▶ **What you are asked to do**
What you give back should match the records word for word.

☆ ☆ ☆

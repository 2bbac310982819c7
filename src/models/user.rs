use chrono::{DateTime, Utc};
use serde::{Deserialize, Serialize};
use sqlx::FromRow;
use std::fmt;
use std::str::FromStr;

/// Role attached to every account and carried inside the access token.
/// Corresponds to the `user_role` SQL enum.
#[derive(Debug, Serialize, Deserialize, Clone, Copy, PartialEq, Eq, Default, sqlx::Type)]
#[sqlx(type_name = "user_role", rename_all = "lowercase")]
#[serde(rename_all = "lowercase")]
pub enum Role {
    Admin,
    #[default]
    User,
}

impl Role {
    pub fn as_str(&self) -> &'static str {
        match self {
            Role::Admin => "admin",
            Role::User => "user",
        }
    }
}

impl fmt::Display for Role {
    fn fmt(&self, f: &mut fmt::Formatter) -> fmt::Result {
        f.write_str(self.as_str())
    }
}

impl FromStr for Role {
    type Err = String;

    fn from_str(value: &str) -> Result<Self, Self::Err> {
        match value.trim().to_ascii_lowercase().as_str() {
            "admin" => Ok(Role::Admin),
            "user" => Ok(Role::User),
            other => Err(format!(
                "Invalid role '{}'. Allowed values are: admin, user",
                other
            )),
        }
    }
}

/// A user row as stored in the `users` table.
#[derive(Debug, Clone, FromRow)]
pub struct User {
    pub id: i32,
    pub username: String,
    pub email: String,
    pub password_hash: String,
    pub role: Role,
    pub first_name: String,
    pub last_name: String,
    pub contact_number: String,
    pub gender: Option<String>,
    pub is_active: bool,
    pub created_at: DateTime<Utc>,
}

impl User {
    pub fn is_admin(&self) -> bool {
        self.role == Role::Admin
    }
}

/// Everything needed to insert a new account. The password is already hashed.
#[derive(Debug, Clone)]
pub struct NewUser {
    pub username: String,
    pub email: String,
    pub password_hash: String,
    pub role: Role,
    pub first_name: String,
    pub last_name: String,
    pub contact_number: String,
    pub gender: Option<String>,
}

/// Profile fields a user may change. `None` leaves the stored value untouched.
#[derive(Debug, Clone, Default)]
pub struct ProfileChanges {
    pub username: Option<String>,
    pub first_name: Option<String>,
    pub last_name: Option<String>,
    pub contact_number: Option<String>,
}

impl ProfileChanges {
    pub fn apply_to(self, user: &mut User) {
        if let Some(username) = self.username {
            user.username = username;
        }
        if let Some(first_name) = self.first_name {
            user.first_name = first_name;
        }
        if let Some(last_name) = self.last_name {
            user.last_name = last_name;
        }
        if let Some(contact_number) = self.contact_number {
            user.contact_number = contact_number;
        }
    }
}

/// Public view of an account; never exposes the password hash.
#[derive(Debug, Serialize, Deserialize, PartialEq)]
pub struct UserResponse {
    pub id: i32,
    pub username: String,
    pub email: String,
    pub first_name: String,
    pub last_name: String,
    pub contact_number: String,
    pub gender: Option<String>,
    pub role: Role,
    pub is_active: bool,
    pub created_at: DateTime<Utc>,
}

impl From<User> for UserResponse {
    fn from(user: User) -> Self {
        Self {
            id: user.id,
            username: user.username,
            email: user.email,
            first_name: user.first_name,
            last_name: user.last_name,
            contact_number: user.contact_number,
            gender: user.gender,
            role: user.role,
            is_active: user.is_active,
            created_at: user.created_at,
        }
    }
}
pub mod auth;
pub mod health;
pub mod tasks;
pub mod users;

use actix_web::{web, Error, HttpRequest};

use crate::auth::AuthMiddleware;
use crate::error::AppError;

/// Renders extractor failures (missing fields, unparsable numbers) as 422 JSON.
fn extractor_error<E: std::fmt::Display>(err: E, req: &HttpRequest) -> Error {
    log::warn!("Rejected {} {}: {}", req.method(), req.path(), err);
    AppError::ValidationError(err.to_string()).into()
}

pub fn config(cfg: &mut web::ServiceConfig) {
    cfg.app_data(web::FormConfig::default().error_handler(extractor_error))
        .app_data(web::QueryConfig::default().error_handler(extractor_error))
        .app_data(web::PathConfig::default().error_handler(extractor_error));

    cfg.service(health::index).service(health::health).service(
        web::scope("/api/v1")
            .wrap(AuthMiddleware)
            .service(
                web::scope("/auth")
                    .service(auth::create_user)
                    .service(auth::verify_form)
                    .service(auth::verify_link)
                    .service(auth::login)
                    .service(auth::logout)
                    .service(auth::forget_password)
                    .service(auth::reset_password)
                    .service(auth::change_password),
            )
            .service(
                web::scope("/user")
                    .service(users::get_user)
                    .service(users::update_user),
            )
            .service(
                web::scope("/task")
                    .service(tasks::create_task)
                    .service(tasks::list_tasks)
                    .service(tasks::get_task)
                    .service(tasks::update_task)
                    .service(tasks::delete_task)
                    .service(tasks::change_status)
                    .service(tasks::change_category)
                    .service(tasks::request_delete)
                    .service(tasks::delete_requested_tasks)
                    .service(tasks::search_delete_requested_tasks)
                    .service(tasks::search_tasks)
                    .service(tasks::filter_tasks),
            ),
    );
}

☆ ☆ ☆

▶ **Response to this task**
repository 2bbac310982819c7
filename src/models/user.rs
use chrono::{DateTime, Utc};
use serde::{Deserialize, Serialize};
use sqlx::FromRow;
use std::fmt;
use std::str::FromStr;

/// Role attached to every account and carried inside the access token.
/// Corresponds to the `user_role` SQL enum.
#[derive(Debug, Serialize, Deserialize, Clone, Copy, PartialEq, Eq, Default, sqlx::Type)]
#[sqlx(type_name = "user_role", rename_all = "lowercase")]
#[serde(rename_all = "lowercase")]
pub enum Role {
    Admin,
    #[default]
    User,
}

impl Role {
    pub fn as_str(&self) -> &'static str {
        match self {
            Role::Admin => "admin",
            Role::User => "user",
        }
    }
}

impl fmt::Display for Role {
    fn fmt(&self, f: &mut fmt::Formatter) -> fmt::Result {
        f.write_str(self.as_str())
    }
}

impl FromStr for Role {
    type Err = String;

    fn from_str(value: &str) -> Result<Self, Self::Err> {
        match value.trim().to_ascii_lowercase().as_str() {
            "admin" => Ok(Role::Admin),
            "user" => Ok(Role::User),
            other => Err(format!(
                "Invalid role '{}'. Allowed values are: admin, user",
                other
            )),
        }
    }
}

/// A user row as stored in the `users` table.
#[derive(Debug, Clone, FromRow)]
pub struct User {
    pub id: i32,
    pub username: String,
    pub email: String,
    pub password_hash: String,
    pub role: Role,
    pub first_name: String,
    pub last_name: String,
    pub contact_number: String,
    pub gender: Option<String>,
    pub is_active: bool,
    pub created_at: DateTime<Utc>,
}

impl User {
    pub fn is_admin(&self) -> bool {
        self.role == Role::Admin
    }
}

/// Everything needed to insert a new account. The password is already hashed.
#[derive(Debug, Clone)]
pub struct NewUser {
    pub username: String,
    pub email: String,
    pub password_hash: String,
    pub role: Role,
    pub first_name: String,
    pub last_name: String,
    pub contact_number: String,
    pub gender: Option<String>,
}

/// Profile fields a user may change. `None` leaves the stored value untouched.
#[derive(Debug, Clone, Default)]
pub struct ProfileChanges {
    pub username: Option<String>,
    pub first_name: Option<String>,
    pub last_name: Option<String>,
    pub contact_number: Option<String>,
}

impl ProfileChanges {
    pub fn apply_to(self, user: &mut User) {
        if let Some(username) = self.username {
            user.username = username;
        }
        if let Some(first_name) = self.first_name {
            user.first_name = first_name;
        }
        if let Some(last_name) = self.last_name {
            user.last_name = last_name;
        }
        if let Some(contact_number) = self.contact_number {
            user.contact_number = contact_number;
        }
    }
}

/// Public view of an account; never exposes the password hash.
#[derive(Debug, Serialize, Deserialize, PartialEq)]
pub struct UserResponse {
    pub id: i32,
    pub username: String,
    pub email: String,
    pub first_name: String,
    pub last_name: String,
    pub contact_number: String,
    pub gender: Option<String>,
    pub role: Role,
    pub is_active: bool,
    pub created_at: DateTime<Utc>,
}

impl From<User> for UserResponse {
    fn from(user: User) -> Self {
        Self {
            id: user.id,
            username: user.username,
            email: user.email,
            first_name: user.first_name,
            last_name: user.last_name,
            contact_number: user.contact_number,
            gender: user.gender,
            role: user.role,
            is_active: user.is_active,
            created_at: user.created_at,
        }
    }
}
pub mod auth;
pub mod health;
pub mod tasks;
pub mod users;

use actix_web::{web, Error, HttpRequest};

use crate::auth::AuthMiddleware;
use crate::error::AppError;

/// Renders extractor failures (missing fields, unparsable numbers) as 422 JSON.
fn extractor_error<E: std::fmt::Display>(err: E, req: &HttpRequest) -> Error {
    log::warn!("Rejected {} {}: {}", req.method(), req.path(), err);
    AppError::ValidationError(err.to_string()).into()
}

pub fn config(cfg: &mut web::ServiceConfig) {
    cfg.app_data(web::FormConfig::default().error_handler(extractor_error))
        .app_data(web::QueryConfig::default().error_handler(extractor_error))
        .app_data(web::PathConfig::default().error_handler(extractor_error));

    cfg.service(health::index).service(health::health).service(
        web::scope("/api/v1")
            .wrap(AuthMiddleware)
            .service(
                web::scope("/auth")
                    .service(auth::create_user)
                    .service(auth::verify_form)
                    .service(auth::verify_link)
                    .service(auth::login)
                    .service(auth::logout)
                    .service(auth::forget_password)
                    .service(auth::reset_password)
                    .service(auth::change_password),
            )
            .service(
                web::scope("/user")
                    .service(users::get_user)
                    .service(users::update_user),
            )
            .service(
                web::scope("/task")
                    .service(tasks::create_task)
                    .service(tasks::list_tasks)
                    .service(tasks::get_task)
                    .service(tasks::update_task)
                    .service(tasks::delete_task)
                    .service(tasks::change_status)
                    .service(tasks::change_category)
                    .service(tasks::request_delete)
                    .service(tasks::delete_requested_tasks)
                    .service(tasks::search_delete_requested_tasks)
                    .service(tasks::search_tasks)
                    .service(tasks::filter_tasks),
            ),
    );
}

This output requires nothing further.